All lines from the opening of the entries below through the line containing "Google Docs all" must be output exactly as they appear, with no other lines.

Collected data entries
^^^^^^^^

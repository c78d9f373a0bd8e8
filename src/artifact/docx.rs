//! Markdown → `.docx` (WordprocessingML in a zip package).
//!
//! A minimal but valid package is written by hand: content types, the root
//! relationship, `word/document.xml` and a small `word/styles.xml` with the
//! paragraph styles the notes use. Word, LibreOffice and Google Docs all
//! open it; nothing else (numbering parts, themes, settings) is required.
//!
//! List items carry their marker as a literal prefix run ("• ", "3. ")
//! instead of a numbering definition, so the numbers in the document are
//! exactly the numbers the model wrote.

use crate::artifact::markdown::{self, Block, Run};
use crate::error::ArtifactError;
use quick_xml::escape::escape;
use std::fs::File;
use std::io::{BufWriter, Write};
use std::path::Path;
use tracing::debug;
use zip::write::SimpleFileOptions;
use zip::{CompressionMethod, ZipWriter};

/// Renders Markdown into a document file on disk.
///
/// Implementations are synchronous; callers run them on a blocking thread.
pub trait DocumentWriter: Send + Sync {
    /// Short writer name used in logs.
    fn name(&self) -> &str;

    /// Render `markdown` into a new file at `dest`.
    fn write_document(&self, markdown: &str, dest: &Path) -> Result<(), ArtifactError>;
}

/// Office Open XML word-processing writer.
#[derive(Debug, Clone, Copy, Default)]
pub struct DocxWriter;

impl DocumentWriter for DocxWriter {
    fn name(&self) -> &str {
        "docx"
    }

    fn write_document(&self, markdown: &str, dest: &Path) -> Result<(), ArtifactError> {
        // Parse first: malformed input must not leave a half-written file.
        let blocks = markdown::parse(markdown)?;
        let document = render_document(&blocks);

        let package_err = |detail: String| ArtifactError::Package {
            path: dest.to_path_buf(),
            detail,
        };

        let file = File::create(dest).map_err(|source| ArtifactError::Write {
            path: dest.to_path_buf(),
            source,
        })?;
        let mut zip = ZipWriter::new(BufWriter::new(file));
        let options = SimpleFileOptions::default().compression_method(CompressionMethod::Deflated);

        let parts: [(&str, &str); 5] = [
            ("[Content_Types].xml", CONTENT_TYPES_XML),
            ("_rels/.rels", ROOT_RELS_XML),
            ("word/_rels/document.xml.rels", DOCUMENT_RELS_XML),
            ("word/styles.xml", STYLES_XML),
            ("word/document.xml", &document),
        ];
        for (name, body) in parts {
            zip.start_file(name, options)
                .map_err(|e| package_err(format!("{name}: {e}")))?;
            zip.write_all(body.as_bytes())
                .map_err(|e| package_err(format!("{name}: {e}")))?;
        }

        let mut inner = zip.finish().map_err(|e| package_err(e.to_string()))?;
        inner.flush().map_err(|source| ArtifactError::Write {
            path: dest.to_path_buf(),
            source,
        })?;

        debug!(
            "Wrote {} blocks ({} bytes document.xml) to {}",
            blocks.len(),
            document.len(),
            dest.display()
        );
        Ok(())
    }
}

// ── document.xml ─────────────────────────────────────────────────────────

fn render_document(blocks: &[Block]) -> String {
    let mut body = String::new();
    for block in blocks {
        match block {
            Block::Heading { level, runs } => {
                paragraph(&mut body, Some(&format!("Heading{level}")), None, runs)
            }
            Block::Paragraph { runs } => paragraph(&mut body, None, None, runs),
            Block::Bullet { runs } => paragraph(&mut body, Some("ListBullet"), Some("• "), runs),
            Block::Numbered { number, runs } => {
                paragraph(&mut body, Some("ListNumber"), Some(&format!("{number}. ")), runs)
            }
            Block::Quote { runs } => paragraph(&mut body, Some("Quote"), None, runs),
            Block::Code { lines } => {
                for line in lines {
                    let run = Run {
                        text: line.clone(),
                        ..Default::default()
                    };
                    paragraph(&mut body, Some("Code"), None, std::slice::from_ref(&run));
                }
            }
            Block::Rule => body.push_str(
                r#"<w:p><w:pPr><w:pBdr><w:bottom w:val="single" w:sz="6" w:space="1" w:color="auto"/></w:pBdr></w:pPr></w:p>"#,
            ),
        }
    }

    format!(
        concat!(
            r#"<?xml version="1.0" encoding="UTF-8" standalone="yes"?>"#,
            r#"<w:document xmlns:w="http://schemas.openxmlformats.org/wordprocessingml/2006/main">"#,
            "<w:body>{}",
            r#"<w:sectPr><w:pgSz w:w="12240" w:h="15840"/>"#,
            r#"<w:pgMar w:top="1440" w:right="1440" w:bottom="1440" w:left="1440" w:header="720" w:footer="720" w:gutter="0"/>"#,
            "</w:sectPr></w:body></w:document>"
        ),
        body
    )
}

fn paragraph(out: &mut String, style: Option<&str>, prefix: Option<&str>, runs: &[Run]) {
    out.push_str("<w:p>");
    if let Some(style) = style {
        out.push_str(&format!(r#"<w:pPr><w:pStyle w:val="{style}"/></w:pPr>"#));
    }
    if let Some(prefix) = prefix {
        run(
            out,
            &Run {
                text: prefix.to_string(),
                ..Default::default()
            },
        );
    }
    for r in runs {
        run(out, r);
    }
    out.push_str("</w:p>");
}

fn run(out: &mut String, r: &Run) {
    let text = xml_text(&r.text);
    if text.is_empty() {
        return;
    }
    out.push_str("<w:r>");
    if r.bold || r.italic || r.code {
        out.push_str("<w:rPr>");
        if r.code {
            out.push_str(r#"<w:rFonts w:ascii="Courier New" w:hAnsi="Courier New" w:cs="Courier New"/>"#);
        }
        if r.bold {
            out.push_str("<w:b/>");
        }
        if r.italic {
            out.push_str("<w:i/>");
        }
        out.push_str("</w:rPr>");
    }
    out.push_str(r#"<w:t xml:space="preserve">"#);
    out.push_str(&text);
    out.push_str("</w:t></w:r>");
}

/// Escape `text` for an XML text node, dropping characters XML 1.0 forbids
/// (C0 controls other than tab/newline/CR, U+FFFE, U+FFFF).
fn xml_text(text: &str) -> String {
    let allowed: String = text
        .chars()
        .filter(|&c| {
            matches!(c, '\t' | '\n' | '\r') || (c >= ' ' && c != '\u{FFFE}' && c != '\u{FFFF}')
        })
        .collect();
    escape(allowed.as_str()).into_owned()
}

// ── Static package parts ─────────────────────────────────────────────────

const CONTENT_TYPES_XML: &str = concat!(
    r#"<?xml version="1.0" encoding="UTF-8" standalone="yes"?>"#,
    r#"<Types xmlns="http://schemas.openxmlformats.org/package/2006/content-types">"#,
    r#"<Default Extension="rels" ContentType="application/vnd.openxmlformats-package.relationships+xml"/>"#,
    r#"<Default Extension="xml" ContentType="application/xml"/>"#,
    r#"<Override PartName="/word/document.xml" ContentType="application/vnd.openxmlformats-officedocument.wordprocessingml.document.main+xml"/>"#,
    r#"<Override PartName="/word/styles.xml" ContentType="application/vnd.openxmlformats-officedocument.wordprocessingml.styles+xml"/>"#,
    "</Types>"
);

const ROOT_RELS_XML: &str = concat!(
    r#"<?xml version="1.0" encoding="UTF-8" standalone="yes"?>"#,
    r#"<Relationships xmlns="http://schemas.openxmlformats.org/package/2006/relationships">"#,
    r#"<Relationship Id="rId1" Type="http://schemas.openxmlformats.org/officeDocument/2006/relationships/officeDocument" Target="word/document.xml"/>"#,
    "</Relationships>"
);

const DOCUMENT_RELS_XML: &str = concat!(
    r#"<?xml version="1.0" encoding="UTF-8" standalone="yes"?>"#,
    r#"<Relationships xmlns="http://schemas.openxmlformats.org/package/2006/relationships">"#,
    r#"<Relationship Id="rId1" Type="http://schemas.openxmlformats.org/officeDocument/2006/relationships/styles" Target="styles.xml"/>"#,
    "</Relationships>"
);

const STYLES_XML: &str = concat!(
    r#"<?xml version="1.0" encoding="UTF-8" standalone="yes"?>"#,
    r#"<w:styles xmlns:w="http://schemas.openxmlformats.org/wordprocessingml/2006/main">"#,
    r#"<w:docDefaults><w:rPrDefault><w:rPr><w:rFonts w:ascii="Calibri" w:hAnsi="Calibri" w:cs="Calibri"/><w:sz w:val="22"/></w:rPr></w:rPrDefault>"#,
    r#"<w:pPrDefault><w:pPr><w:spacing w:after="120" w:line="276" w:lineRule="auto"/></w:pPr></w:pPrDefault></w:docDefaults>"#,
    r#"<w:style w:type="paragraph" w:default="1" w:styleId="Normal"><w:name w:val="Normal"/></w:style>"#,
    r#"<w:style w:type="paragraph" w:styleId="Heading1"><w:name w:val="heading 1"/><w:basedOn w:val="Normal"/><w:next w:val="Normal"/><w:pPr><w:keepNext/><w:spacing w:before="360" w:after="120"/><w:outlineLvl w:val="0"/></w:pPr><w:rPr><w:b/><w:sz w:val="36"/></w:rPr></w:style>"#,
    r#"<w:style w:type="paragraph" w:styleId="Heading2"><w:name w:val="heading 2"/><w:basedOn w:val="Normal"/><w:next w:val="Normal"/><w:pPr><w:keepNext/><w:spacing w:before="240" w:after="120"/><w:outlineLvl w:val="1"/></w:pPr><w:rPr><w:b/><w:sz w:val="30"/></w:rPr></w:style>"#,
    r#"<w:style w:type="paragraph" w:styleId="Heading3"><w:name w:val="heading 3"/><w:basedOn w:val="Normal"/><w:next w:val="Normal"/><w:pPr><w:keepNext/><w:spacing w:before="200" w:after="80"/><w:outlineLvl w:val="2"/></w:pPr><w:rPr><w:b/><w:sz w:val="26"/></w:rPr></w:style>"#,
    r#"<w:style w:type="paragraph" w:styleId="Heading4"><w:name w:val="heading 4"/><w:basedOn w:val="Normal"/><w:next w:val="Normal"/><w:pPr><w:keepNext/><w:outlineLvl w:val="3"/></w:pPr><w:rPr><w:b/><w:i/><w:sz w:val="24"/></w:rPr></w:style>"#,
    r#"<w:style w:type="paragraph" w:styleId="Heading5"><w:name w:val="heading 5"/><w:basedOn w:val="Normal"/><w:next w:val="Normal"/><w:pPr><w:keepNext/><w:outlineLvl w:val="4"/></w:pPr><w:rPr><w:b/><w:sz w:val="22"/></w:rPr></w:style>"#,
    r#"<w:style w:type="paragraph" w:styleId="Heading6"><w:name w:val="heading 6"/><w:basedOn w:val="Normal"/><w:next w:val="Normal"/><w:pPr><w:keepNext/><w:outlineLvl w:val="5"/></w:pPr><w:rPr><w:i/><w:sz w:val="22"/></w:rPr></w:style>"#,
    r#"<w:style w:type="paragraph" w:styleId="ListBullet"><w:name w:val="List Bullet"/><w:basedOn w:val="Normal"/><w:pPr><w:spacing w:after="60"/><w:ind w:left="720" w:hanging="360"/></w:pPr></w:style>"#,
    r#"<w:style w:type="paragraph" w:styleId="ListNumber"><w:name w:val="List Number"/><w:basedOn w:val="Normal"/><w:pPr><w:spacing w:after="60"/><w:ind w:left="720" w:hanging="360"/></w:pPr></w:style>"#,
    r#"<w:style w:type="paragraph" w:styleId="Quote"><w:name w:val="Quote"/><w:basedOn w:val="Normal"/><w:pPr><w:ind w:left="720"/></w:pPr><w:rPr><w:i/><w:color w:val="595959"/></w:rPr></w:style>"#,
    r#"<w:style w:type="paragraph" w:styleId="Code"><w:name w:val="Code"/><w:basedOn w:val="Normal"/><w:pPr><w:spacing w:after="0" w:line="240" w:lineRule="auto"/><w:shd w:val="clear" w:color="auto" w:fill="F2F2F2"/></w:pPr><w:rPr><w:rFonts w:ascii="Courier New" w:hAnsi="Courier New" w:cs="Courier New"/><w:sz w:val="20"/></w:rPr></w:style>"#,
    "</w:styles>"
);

^^^^^^^^

RESULT OF THIS TASK.
repository c78d9f373a0bd8e8
filename src/artifact/docx.rs
//! Markdown → `.docx` (WordprocessingML in a zip package).
//!
//! A minimal but valid package is written by hand: content types, the root
//! relationship, `word/document.xml` and a small `word/styles.xml` with the
//! paragraph styles the notes use. Word, LibreOffice and Google Docs all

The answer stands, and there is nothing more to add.